Software engineers face a unique paradox: our work is simultaneously never complete and yet must be completed. Unlike physical products with clear manufacturing endpoints, digital products exist in a state of perpetual potential improvement.

At one of my previous jobs, a senior engineer once told me, “The most valuable skill I’ve developed isn’t coding—it’s knowing when to stop coding.” He explained how earlier in his career, he’d lost months to perfecting systems that were already solving the business problem, missing opportunities to make impact elsewhere. He felt he had something to prove but when he looked back no one cared or noticed.

The Task Treadmill Illusion

Many engineers mistake motion for progress, falling into what I call the "task treadmill illusion." You’re running fast, checking off tasks, feeling the burn of productivity - but you’re not actually getting anywhere new. I’ve even fallen into this myself.

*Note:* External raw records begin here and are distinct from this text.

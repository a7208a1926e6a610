//! `gateway-cli` against a running gateway.

mod common;

use std::process::Output;

use tokio::process::Command;

use common::{rejected_pay_body, start_gateway, start_happy_provider, start_mock_provider, success_body};

async fn run_cli(gateway_url: &str, args: &[&str]) -> Output {
    Command::new(env!("CARGO_BIN_EXE_gateway-cli"))
        .arg("--url")
        .arg(gateway_url)
        .args(args)
        .output()
        .await
        .unwrap()
}

const PAY_ARGS: &[&str] = &[
    "pay",
    "--amount",
    "5",
    "--request-id",
    "order-1",
    "--access-token",
    "tok",
    "--customer-id",
    "cus-1",
    "--order-desc",
    "Tea",
    "--notify-url",
    "https://merchant.example/notify",
];

#[tokio::test]
async fn test_cli_health_succeeds() {
    let provider = start_happy_provider().await;
    let gateway = start_gateway(&provider.url(), 5_000).await;

    let output = run_cli(&gateway.url(), &["health"]).await;
    assert!(output.status.success());
    let stdout = String::from_utf8_lossy(&output.stdout);
    assert!(stdout.contains("superqi-proxy"));
}

#[tokio::test]
async fn test_cli_pay_success_prints_payment() {
    let provider = start_happy_provider().await;
    let gateway = start_gateway(&provider.url(), 5_000).await;

    let output = run_cli(&gateway.url(), PAY_ARGS).await;
    assert!(output.status.success());
    assert!(String::from_utf8_lossy(&output.stdout).contains("pay-1"));
    assert_eq!(provider.last_call().params["paymentAmount"]["value"], "5000");
}

#[tokio::test]
async fn test_cli_rejected_payment_exits_nonzero() {
    let provider = start_mock_provider(|path, params| match path {
        "/v1/payments/pay" => (200, rejected_pay_body("insufficient funds").to_string()),
        _ => (200, success_body(path, params).to_string()),
    })
    .await;
    let gateway = start_gateway(&provider.url(), 5_000).await;

    let output = run_cli(&gateway.url(), PAY_ARGS).await;
    assert_eq!(output.status.code(), Some(1));
    let stderr = String::from_utf8_lossy(&output.stderr);
    assert!(stderr.contains("422"));
    assert!(stderr.contains("insufficient funds"));
}

#[tokio::test]
async fn test_cli_payment_status_exits_nonzero() {
    let provider = start_happy_provider().await;
    let gateway = start_gateway(&provider.url(), 5_000).await;

    let output = run_cli(&gateway.url(), &["status", "pay-9"]).await;
    assert!(!output.status.success());
    assert!(String::from_utf8_lossy(&output.stderr).contains("501"));
}
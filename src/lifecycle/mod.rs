//! Lifecycle management subsystem.
//!
//! # Data Flow
//! ```text
//! Startup (startup.rs):
//!     Validated config → Metrics → Provider client → Listener → Serve
//!
//! Shutdown (shutdown.rs):
//!     Signal received → Stop accepting → Drain in-flight requests → Exit
//!
//! Signals (signals.rs):
//!     SIGTERM/SIGINT → Trigger graceful shutdown
//! ```

pub mod shutdown;
pub mod signals;
pub mod startup;

pub use shutdown::Shutdown;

I experienced this firsthand leading a frontend team. We’d successfully launched a new ecommerce website for an interal parnter team, but instead of moving on to new challenges, I had an engineer that kept refining components that were already working perfectly. 1 He created increasingly elaborate documentation, made his code exceptionally readable added edge case handling for scenarios no user would encounter, and debated pixel-perfect spacing. From his perspective, he was being an incredible stewards of quality. From the company perspective, he was stuck polishing what was already shiny while new opportunities passed by.

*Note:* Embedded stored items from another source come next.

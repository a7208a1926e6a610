//! Response bodies and error mapping.
//!
//! # Design Decisions
//! - Upstream failures (network, timeout, bad provider body) are reported
//!   generically; details stay in the logs
//! - A declined payment keeps the provider message so callers can tell it
//!   apart from a failed call
//! - Payment status inquiry is an explicit not-implemented response

use std::any::Any;

use axum::extract::rejection::JsonRejection;
use axum::http::StatusCode;
use axum::response::{IntoResponse, Response};
use axum::Json;
use serde::Serialize;

use crate::superqi::{ProviderError, TransportError};

pub const SERVICE_NAME: &str = "superqi-proxy";

/// Standard error body.
#[derive(Debug, Serialize)]
pub struct ErrorResponse {
    pub error: String,
    pub code: &'static str,
}

/// Body of `GET /api/v1/payment/{paymentId}/status`.
#[derive(Debug, Serialize)]
#[serde(rename_all = "camelCase")]
pub struct PaymentStatusResponse {
    pub payment_id: String,
    pub status: &'static str,
    pub message: &'static str,
}

/// Body of `GET /api/v1/health`.
#[derive(Debug, Serialize)]
pub struct HealthResponse {
    pub status: &'static str,
    pub service: &'static str,
}

/// Errors returned by gateway handlers.
#[derive(Debug)]
pub enum ApiError {
    /// Inbound request failed validation.
    BadRequest(String),
    /// Provider call failed or was declined.
    Provider(ProviderError),
    /// Operation exists at the interface but has no provider counterpart yet.
    NotImplemented { payment_id: String },
}

impl From<ProviderError> for ApiError {
    fn from(e: ProviderError) -> Self {
        Self::Provider(e)
    }
}

impl From<JsonRejection> for ApiError {
    fn from(rejection: JsonRejection) -> Self {
        tracing::debug!(error = %rejection, "Rejected request body");
        Self::BadRequest("Invalid request body".into())
    }
}

impl ApiError {
    /// HTTP status and machine-readable code for this error.
    pub fn status_and_code(&self) -> (StatusCode, &'static str) {
        match self {
            Self::BadRequest(_) => (StatusCode::BAD_REQUEST, "INVALID_REQUEST"),
            Self::NotImplemented { .. } => (StatusCode::NOT_IMPLEMENTED, "NOT_IMPLEMENTED"),
            Self::Provider(e) => match e {
                ProviderError::InvalidRequest(_) => (StatusCode::BAD_REQUEST, "INVALID_REQUEST"),
                ProviderError::PaymentRejected { .. } => {
                    (StatusCode::UNPROCESSABLE_ENTITY, "PAYMENT_REJECTED")
                }
                ProviderError::Transport(TransportError::Timeout(_)) => {
                    (StatusCode::GATEWAY_TIMEOUT, "UPSTREAM_TIMEOUT")
                }
                ProviderError::Transport(_) | ProviderError::Decode(_) => {
                    (StatusCode::BAD_GATEWAY, "UPSTREAM_FAILURE")
                }
                ProviderError::Signing(_) => (StatusCode::INTERNAL_SERVER_ERROR, "SIGNING_FAILURE"),
            },
        }
    }

    fn message(&self) -> String {
        match self {
            Self::BadRequest(message) => message.clone(),
            Self::NotImplemented { .. } => "Payment status inquiry not yet implemented".into(),
            Self::Provider(e) => match e {
                ProviderError::InvalidRequest(message) => message.clone(),
                ProviderError::PaymentRejected { message, .. } => {
                    format!("failed to make payment: {}", message)
                }
                ProviderError::Transport(TransportError::Timeout(_)) => {
                    "upstream provider timed out".into()
                }
                ProviderError::Transport(_) | ProviderError::Decode(_) => {
                    "upstream provider request failed".into()
                }
                ProviderError::Signing(_) => "server error, check logs".into(),
            },
        }
    }
}

/// JSON 500 for a handler that panicked. The panic text is logged only.
pub fn panic_response(panic: Box<dyn Any + Send + 'static>) -> Response {
    let detail = panic
        .downcast_ref::<String>()
        .map(String::as_str)
        .or_else(|| panic.downcast_ref::<&str>().copied())
        .unwrap_or("non-string panic payload");
    tracing::error!(panic = %detail, "Handler panicked");

    let body = ErrorResponse {
        error: "server error, check logs".into(),
        code: "INTERNAL_ERROR",
    };
    (StatusCode::INTERNAL_SERVER_ERROR, Json(body)).into_response()
}

impl IntoResponse for ApiError {
    fn into_response(self) -> Response {
        let (status, code) = self.status_and_code();

        let err = match self {
            Self::NotImplemented { payment_id } => {
                let body = PaymentStatusResponse {
                    payment_id,
                    status: "not_implemented",
                    message: "Payment status inquiry not yet implemented",
                };
                return (status, Json(body)).into_response();
            }
            other => other,
        };

        match &err {
            Self::Provider(e) if status.is_server_error() => {
                tracing::warn!(error = %e, code, "Provider call failed");
            }
            _ => tracing::debug!(code, "Request rejected"),
        }

        let body = ErrorResponse {
            error: err.message(),
            code,
        };
        (status, Json(body)).into_response()
    }
}
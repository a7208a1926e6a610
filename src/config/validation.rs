//! Configuration validation.
//!
//! # Responsibilities
//! - Semantic validation (serde handles syntactic)
//! - Require provider credentials (missing credentials are fatal at startup)
//! - Validate value ranges (timeouts > 0, addresses parse, provider
//!   deadline shorter than the inbound one)
//!
//! # Design Decisions
//! - Returns all validation errors, not just first
//! - Validation is pure function: GatewayConfig → Result<(), Vec<ValidationError>>

use std::net::SocketAddr;

use thiserror::Error;
use url::Url;

use crate::config::schema::GatewayConfig;

/// A single semantic problem in the configuration.
#[derive(Debug, Clone, PartialEq, Eq, Error)]
#[error("{field}: {message}")]
pub struct ValidationError {
    pub field: &'static str,
    pub message: String,
}

impl ValidationError {
    fn new(field: &'static str, message: impl Into<String>) -> Self {
        Self {
            field,
            message: message.into(),
        }
    }
}

/// Validate a loaded configuration.
pub fn validate_config(config: &GatewayConfig) -> Result<(), Vec<ValidationError>> {
    let mut errors = Vec::new();
    let provider = &config.provider;

    if provider.base_url.trim().is_empty() {
        errors.push(ValidationError::new("provider.base_url", "is required"));
    } else {
        match Url::parse(&provider.base_url) {
            Ok(url) if matches!(url.scheme(), "http" | "https") => {}
            Ok(url) => errors.push(ValidationError::new(
                "provider.base_url",
                format!("unsupported scheme '{}'", url.scheme()),
            )),
            Err(e) => errors.push(ValidationError::new(
                "provider.base_url",
                format!("invalid URL: {}", e),
            )),
        }
    }

    if provider.client_id.trim().is_empty() {
        errors.push(ValidationError::new("provider.client_id", "is required"));
    }

    if !provider.has_private_key() {
        errors.push(ValidationError::new(
            "provider.private_key",
            "either private_key or private_key_path is required",
        ));
    }

    if provider.connect_timeout_ms == 0 {
        errors.push(ValidationError::new("provider.connect_timeout_ms", "must be > 0"));
    }
    if provider.request_timeout_ms == 0 {
        errors.push(ValidationError::new("provider.request_timeout_ms", "must be > 0"));
    }

    if config.timeouts.request_secs == 0 {
        errors.push(ValidationError::new("timeouts.request_secs", "must be > 0"));
    }

    // Provider deadline fires before the inbound TimeoutLayer.
    let inbound_ms = config.timeouts.request_secs.saturating_mul(1000);
    if inbound_ms > 0 && provider.request_timeout_ms >= inbound_ms {
        errors.push(ValidationError::new(
            "provider.request_timeout_ms",
            format!("must be below timeouts.request_secs ({} ms)", inbound_ms),
        ));
    }

    if config.listener.bind_address.parse::<SocketAddr>().is_err() {
        errors.push(ValidationError::new(
            "listener.bind_address",
            format!("'{}' is not a socket address", config.listener.bind_address),
        ));
    }

    if config.observability.metrics_enabled
        && config.observability.metrics_address.parse::<SocketAddr>().is_err()
    {
        errors.push(ValidationError::new(
            "observability.metrics_address",
            format!("'{}' is not a socket address", config.observability.metrics_address),
        ));
    }

    if config.security.max_body_size == 0 {
        errors.push(ValidationError::new("security.max_body_size", "must be > 0"));
    }

    if errors.is_empty() {
        Ok(())
    } else {
        Err(errors)
    }
}
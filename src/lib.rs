//! SuperQi proxy gateway library.

pub mod config;
pub mod http;
pub mod lifecycle;
pub mod observability;
pub mod superqi;

pub use config::schema::GatewayConfig;
pub use http::HttpServer;
pub use lifecycle::Shutdown;
pub use superqi::ProviderClient;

What “Done” Actually Means in Tech Companies

After watching countless projects succeed or fail, I’ve realized that “getting things done” in tech companies means two specific things:

  1. FINISHING Things (Even When They Could Be Better) The key insight: “done” means getting your work to a point where decision-makers are happy, then walking away. I’ve watched brilliant engineers keep tweaking and refactoring long after their project stopped being seen as successful and started being viewed as a waste of resources. Meanwhile, their colleagues who shipped two more things in that time got promoted.
  2. Making Your Work LEGIBLE to Decision-Makers Your work needs to be visible and understandable to your manager and 1-3 skip levels (depending on your role). The easiest approach is working on:

Here’s the uncomfortable truth: to most executives, your technical work is indistinguishable from gibberish. They genuinely cannot tell whether you’re creating revolutionary systems or just moving code around like furniture. Is it any wonder AI initiatives get such enthusiastic executive support? The logic is painfully straightforward: ‘If all this technical stuff is magic to me anyway, why not just have the cheaper, faster AI magician do it?’ Making your work legible isn’t just about recognition—it might be about job security.

Why This Definition Matters (Even If You Hate It)

This definition of “getting things done” might feel frustrating. You might be thinking: “Shouldn’t there be something more concrete than making people happy?”

But social constructs shape our reality in profound ways. They’re not just abstract concepts – they organize our work lives and determine what gets valued.

The interesting thing about these social agreements is how real their consequences are. Your understanding of “getting things done” directly impacts your career trajectory, your compensation, and even your job security.

The most effective engineers (or any worker) recognize that while they can debate the definition all day, it’s more practical to align their work with how success is actually measured in their organization. They learn to ship, ensure visibility, and move on to create new value elsewhere.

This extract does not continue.